WHAT NEEDS TO BE DONE: Collect every line below that contains the word "resolution".

Dataset entries:
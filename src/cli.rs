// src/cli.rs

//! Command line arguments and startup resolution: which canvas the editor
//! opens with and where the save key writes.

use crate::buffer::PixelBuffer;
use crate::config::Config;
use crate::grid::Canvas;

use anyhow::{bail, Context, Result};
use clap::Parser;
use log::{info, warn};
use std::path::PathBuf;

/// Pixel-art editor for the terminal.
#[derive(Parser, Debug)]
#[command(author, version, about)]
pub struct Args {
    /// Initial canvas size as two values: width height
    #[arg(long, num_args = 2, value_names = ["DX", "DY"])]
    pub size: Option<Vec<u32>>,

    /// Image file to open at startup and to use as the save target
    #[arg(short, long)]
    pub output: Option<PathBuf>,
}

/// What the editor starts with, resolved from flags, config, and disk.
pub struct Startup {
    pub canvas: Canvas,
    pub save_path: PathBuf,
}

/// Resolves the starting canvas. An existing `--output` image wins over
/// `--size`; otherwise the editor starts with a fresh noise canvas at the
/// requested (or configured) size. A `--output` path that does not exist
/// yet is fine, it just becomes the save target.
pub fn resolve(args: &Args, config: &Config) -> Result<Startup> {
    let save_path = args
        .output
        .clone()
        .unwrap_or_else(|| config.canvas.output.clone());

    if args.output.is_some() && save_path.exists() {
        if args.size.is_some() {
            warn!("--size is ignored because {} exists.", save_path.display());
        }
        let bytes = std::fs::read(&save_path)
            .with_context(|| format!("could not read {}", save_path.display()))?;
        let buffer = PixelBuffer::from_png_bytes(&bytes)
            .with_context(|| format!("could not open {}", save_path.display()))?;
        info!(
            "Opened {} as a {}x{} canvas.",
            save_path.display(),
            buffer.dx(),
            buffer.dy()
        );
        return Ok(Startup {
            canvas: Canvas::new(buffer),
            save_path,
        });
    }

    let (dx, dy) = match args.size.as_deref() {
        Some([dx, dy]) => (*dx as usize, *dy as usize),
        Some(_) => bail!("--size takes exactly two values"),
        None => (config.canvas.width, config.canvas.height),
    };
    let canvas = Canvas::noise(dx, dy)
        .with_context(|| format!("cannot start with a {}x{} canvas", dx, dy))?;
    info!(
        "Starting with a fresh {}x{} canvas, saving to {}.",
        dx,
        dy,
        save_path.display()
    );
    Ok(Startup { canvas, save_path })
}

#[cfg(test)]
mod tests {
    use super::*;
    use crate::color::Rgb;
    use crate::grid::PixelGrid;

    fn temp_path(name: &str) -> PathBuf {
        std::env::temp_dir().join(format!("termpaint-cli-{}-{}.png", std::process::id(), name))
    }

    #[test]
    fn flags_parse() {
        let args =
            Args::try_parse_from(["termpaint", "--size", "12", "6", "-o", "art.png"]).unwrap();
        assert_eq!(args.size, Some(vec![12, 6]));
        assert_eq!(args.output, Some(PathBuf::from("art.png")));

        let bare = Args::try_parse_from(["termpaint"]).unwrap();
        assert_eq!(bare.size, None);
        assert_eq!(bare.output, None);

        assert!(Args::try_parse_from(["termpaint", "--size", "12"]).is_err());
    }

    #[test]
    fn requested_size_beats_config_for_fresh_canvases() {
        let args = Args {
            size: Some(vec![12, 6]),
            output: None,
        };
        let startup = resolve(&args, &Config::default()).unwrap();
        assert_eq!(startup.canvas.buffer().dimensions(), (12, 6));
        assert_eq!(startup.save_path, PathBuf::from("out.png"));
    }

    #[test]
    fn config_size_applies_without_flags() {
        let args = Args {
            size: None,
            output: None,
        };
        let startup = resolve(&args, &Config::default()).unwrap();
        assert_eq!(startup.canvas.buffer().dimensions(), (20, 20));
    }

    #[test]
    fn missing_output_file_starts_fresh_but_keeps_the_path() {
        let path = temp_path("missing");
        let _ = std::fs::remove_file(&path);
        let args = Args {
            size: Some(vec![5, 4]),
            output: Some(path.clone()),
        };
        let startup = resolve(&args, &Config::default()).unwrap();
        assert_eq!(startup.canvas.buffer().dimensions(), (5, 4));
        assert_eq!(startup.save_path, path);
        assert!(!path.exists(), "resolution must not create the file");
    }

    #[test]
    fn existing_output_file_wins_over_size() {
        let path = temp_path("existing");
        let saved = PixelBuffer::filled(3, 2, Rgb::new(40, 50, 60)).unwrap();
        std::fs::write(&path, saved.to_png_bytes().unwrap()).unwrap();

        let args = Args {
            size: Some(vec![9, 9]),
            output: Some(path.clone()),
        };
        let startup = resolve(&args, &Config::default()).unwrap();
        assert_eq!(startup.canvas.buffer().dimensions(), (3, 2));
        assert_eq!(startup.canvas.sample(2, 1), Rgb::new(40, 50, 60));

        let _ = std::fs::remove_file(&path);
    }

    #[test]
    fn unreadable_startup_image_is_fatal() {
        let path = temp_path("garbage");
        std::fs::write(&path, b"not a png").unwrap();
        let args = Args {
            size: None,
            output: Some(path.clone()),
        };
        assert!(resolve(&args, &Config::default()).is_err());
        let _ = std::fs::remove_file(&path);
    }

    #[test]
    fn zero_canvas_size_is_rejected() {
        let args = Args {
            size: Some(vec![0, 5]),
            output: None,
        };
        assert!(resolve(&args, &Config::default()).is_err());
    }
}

RESULT BELOW:
//! Command line arguments and startup resolution: which canvas the editor
        assert!(!path.exists(), "resolution must not create the file");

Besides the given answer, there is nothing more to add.